The European Space Agency have launched Venus Express at 04:33 CET by a Soyuz-Fregat rocket, from the Baikonur Cosmodrome in Kazahkstan.
The spacecraft is the first mission to Venus, our closest neighbour, for 15 years – and will help study the effects of global warming.
The spectacular launch was viewed live around with the world via an ESA webcast, although cloud cover hampered viewing of the booster separation.
ESA mission control is now awaiting for the first signal from Venus Express, confirming the launch has completed its initial stages for the trip to Venus.
‘The first signal from Venus Express is due as early as one hour and 56 minutes after launch, about 20 minutes after separation from the Fregat upper stage.
‘There will be four antennas listening for it. It can take 10 or 20 minutes to grab the signal, which can be difficult since the spacecraft may still be rotating, but we’ll find it,’ said Kris Capelle, Operations Manager at ESA’s European Space Operations Centre (ESOC) in Darmstadt, Germany, on the ESA official site.
Venus is intriguing given it is a similar in size and mass to Earth and about the same distance from the Sun – but their environments could not be further apart.
Beneath Venus’s thick carbon dioxide atmosphere, the surface bakes at 450C and the atmospheric pressure is 90 times greater than the Earth’s. Sulphuric acid rain falls from the sky, there have been planet-wide volcano eruptions and scientists think volcanic activity probably goes on all the time.
The launch took place at this time as every nineteen months Venus reaches the point where a voyage from Earth is the most fuel-efficient.
8:30am UK time update from ESA:
“The European spacecraft Venus Express has been successfully placed into a trajectory that will take it on its journey from Earth towards its destination of the planet Venus, which it will reach next April.

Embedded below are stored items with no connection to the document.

//! Declaration outline of a TypeScript file.
//!
//! Walks the top-level statements of a parsed program and records every named
//! declaration with the spans the refactoring handlers need: the name, the
//! declaration node, the whole statement (with `export`/`declare` wrappers and
//! an attached JSDoc block) and the wider span used when excising it.

use serde::{Deserialize, Serialize};
use std::fmt;
use std::ops::Range;
use tree_sitter::{Node, Tree};

/// Kind of a named declaration.
#[derive(Debug, Clone, Copy, PartialEq, Eq, Hash, PartialOrd, Ord, Serialize, Deserialize)]
#[serde(rename_all = "lowercase")]
pub enum SymbolKind {
    Function,
    Class,
    Interface,
    #[serde(alias = "typeAlias", alias = "type_alias")]
    Type,
    Enum,
    #[serde(alias = "const", alias = "let", alias = "var")]
    Variable,
    Method,
    Property,
}

impl SymbolKind {
    /// Kinds that can only be addressed inside a parent container.
    pub fn is_member(self) -> bool {
        matches!(self, SymbolKind::Method | SymbolKind::Property)
    }

    /// Whether a selector of this kind addresses `decl`.
    ///
    /// A `function` selector also accepts a variable initialised with an
    /// arrow function or function expression.
    pub fn accepts(self, decl: &Declaration) -> bool {
        self == decl.kind || (self == SymbolKind::Function && decl.is_function_value)
    }
}

impl fmt::Display for SymbolKind {
    fn fmt(&self, f: &mut fmt::Formatter<'_>) -> fmt::Result {
        f.write_str(match self {
            SymbolKind::Function => "function",
            SymbolKind::Class => "class",
            SymbolKind::Interface => "interface",
            SymbolKind::Type => "type",
            SymbolKind::Enum => "enum",
            SymbolKind::Variable => "variable",
            SymbolKind::Method => "method",
            SymbolKind::Property => "property",
        })
    }
}

/// One named declaration found in a file.
#[derive(Debug, Clone, PartialEq, Eq)]
pub struct Declaration {
    pub name: String,
    pub kind: SymbolKind,
    /// Carries `export` at its declaration site
    pub exported: bool,
    pub default_export: bool,
    /// Variable initialised with an arrow function / function expression
    pub is_function_value: bool,
    /// Tree-sitter kind of the declaration node (for re-locating it)
    pub node_kind: &'static str,
    pub name_span: Range<usize>,
    pub node_span: Range<usize>,
    /// Statement including `export`/`declare` wrappers
    pub statement_span: Range<usize>,
    /// Statement plus attached JSDoc, or declarator plus separating comma
    pub span: Range<usize>,
    /// `span` widened over its own indentation and line break
    pub removal_span: Range<usize>,
    /// `const`/`let`/`var` for variables
    pub var_keyword: Option<String>,
    /// Variable declarator sharing its statement with siblings
    pub shares_statement: bool,
    /// Name of the enclosing class/interface for members
    pub parent: Option<String>,
    pub members: Vec<Declaration>,
}

impl Declaration {
    /// Re-locate the declaration node inside `tree`.
    ///
    /// Only valid against the tree the declaration was outlined from.
    pub fn node<'t>(&self, tree: &'t Tree) -> Option<Node<'t>> {
        node_at(tree.root_node(), &self.node_span, self.node_kind)
    }
}

/// `export { local as exported }` without a module source.
#[derive(Debug, Clone, PartialEq, Eq)]
pub struct LocalExport {
    pub local: String,
    pub exported: String,
    pub span: Range<usize>,
}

“Venus Express will eventually manoeuvre itself into orbit around Venus in order to perform a detailed study of the structure, chemistry and dynamics of the planet’s atmosphere, which is characterised by extremely high temperatures, very high atmospheric pressure, a huge ‘greenhouse effect’ and as-yet inexplicable ‘super-rotation’ which means that it speeds around the planet in just four days.”